Major Pettigrew is a 68 year-old widower living in a small village in England who just lost his younger brother to an unexpected demise, making him take stock in his life. He is a proper, distinguished man who is set in his ways, loves his routine golf game, and is just a tad bit lonely. He finds himself attracted to the 58 year-old widow Mrs. Ali, a Pakistani woman who runs the local shop. In the past, he may have restrained from a relationship not deemed "proper" by the townsfolk because of Mrs. Ali's social status and the color of her skin, but the Major is beginning to see the merit of seizing the day.
The trouble is that the Major is surrounded by the prejudiced, judgemental, greedy, self-absorbed, materialistic members of his community. Ones that whisper behind his back about his relationship with Mrs. Ali. Ones that thrive on waving around the prestige of a country club membership, or an annual gala. His family isn't any better. His adult son is a spoiled, immature brat, and his brother's widow just wants to get her hands on the family guns to sell to the highest bidder. Throughout the story, one has to wonder when the mild-mannered Major is going to blow.
It is refreshing to read a story about finding love in the golden years of life, all the while gently nudging the conscience about issues of religion, class and race and the hypocrisy in a small town. The message could have come across as preachy, but instead was subtle and sweet, with a dose of endearing British wit. As a result, just about every review I've read has showered love and kisses on the book.

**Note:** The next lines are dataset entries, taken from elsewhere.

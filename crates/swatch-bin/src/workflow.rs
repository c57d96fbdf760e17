/*
 * Copyright (c) 2023.
 *
 * This software is free software;
 *
 * You can redistribute it or modify it under terms of the MIT, Apache License or Zlib license
 */

use clap::ArgMatches;
use log::{error, info};
use swatch_image::swatch_png::PngDecoder;
use swatch_image::{acquire, decode_with_options, mean_color, Source};
use tokio::task::JoinSet;

use crate::cmd_parsers::global_options::{CmdOptions, Operation};
use crate::serde::Metadata;

type WorkflowError = Box<dyn std::error::Error + Send + Sync>;

/// Process every input concurrently and print the results in
/// the order the inputs were given.
///
/// Returns the number of inputs that failed.
pub(crate) async fn run_from_cmd(args: &ArgMatches, cmd_opts: &CmdOptions) -> usize
{
    let inputs: Vec<String> = args
        .get_many::<String>("in")
        .map(|values| values.cloned().collect())
        .unwrap_or_default();

    info!("Processing {} input(s)", inputs.len());

    let mut tasks = JoinSet::new();

    for (position, input) in inputs.iter().enumerate()
    {
        let input = input.clone();
        let options = cmd_opts.clone();

        tasks.spawn(async move { (position, process(&input, &options).await) });
    }

    let mut results: Vec<Option<Result<String, WorkflowError>>> =
        inputs.iter().map(|_| None).collect();

    while let Some(joined) = tasks.join_next().await
    {
        match joined
        {
            Ok((position, result)) => results[position] = Some(result),
            Err(err) => error!("Worker task failed: {err}")
        }
    }

    let mut failures = 0;

    for (input, result) in inputs.iter().zip(results)
    {
        match result
        {
            Some(Ok(line)) => println!("{line}"),
            Some(Err(err)) =>
            {
                error!("{input}: {err}");
                failures += 1;
            }
            None => failures += 1
        }
    }
    failures
}

async fn process(input: &str, options: &CmdOptions) -> Result<String, WorkflowError>
{
    match options.operation
    {
        Operation::Probe =>
        {
            let source = Source::parse(input)?;
            let bytes = acquire(&source, &options.fetch_options).await?;

            let mut decoder = PngDecoder::new_with_options(&bytes, options.png_options);
            decoder.decode_headers()?;

            let info = decoder.info().ok_or("No image header found")?;

            Ok(serde_json::to_string_pretty(&Metadata::new(input, info))?)
        }
        Operation::Mean =>
        {
            let image =
                decode_with_options(input, options.png_options, &options.fetch_options).await?;
            let [r, g, b, a] = mean_color(&image);

            Ok(format!(
                "{input}: #{r:02x}{g:02x}{b:02x}{a:02x} [{r}, {g}, {b}, {a}]"
            ))
        }
        Operation::Describe =>
        {
            let image =
                decode_with_options(input, options.png_options, &options.fetch_options).await?;

            Ok(format!(
                "{input}: {}x{} depth={} color={}",
                image.width(),
                image.height(),
                image.depth(),
                image.color()
            ))
        }
    }
}

#[cfg(test)]
mod tests
{
    use std::path::PathBuf;

    use super::process;
    use crate::cmd_parsers::global_options::{CmdOptions, Operation};

    fn write_png(name: &str, width: u32, height: u32, pixels: &[u8]) -> PathBuf
    {
        let mut out = Vec::new();
        {
            let mut encoder = png::Encoder::new(&mut out, width, height);
            encoder.set_color(png::ColorType::Rgba);
            encoder.set_depth(png::BitDepth::Eight);

            let mut writer = encoder.write_header().unwrap();
            writer.write_image_data(pixels).unwrap();
            writer.finish().unwrap();
        }
        let path = std::env::temp_dir().join(format!("swatch-bin-{}-{name}", std::process::id()));
        std::fs::write(&path, out).unwrap();
        path
    }

    fn options(operation: Operation) -> CmdOptions
    {
        let mut options = CmdOptions::new();
        options.operation = operation;
        options
    }

    #[tokio::test]
    async fn describe_mean_and_probe()
    {
        let path = write_png("ops.png", 2, 1, &[10, 20, 30, 255, 20, 30, 40, 255]);
        let input = path.to_str().unwrap();

        let line = process(input, &options(Operation::Describe)).await.unwrap();
        assert_eq!(line, format!("{input}: 2x1 depth=8 color=6"));

        let line = process(input, &options(Operation::Mean)).await.unwrap();
        assert_eq!(line, format!("{input}: #0f1923ff [15, 25, 35, 255]"));

        let json = process(input, &options(Operation::Probe)).await.unwrap();
        let value: serde_json::Value = serde_json::from_str(&json).unwrap();
        assert_eq!(value["width"], 2);
        assert_eq!(value["channels"], 4);

        std::fs::remove_file(path).unwrap();
    }

    #[tokio::test]
    async fn failures_are_errors()
    {
        assert!(process("http://example.com/a.png", &options(Operation::Mean))
            .await
            .is_err());
        assert!(process("/this/path/does/not/exist.png", &options(Operation::Probe))
            .await
            .is_err());
    }
}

My experience was not so grand. For some reason, while I recognized the dearness of the story, I wanted to cry from boredom. The narrator, Peter Altschuler, had a wonderful voice with a lilting British accent. So it really wasn't his problem. Perhaps there wasn't enough action, maybe too much dialogue, or I was distracted, but I was PRAYING for it all to end. Would it translate better in print? Maybe, although Jen loved the audio. Chalk it up to misaligned moons I suppose.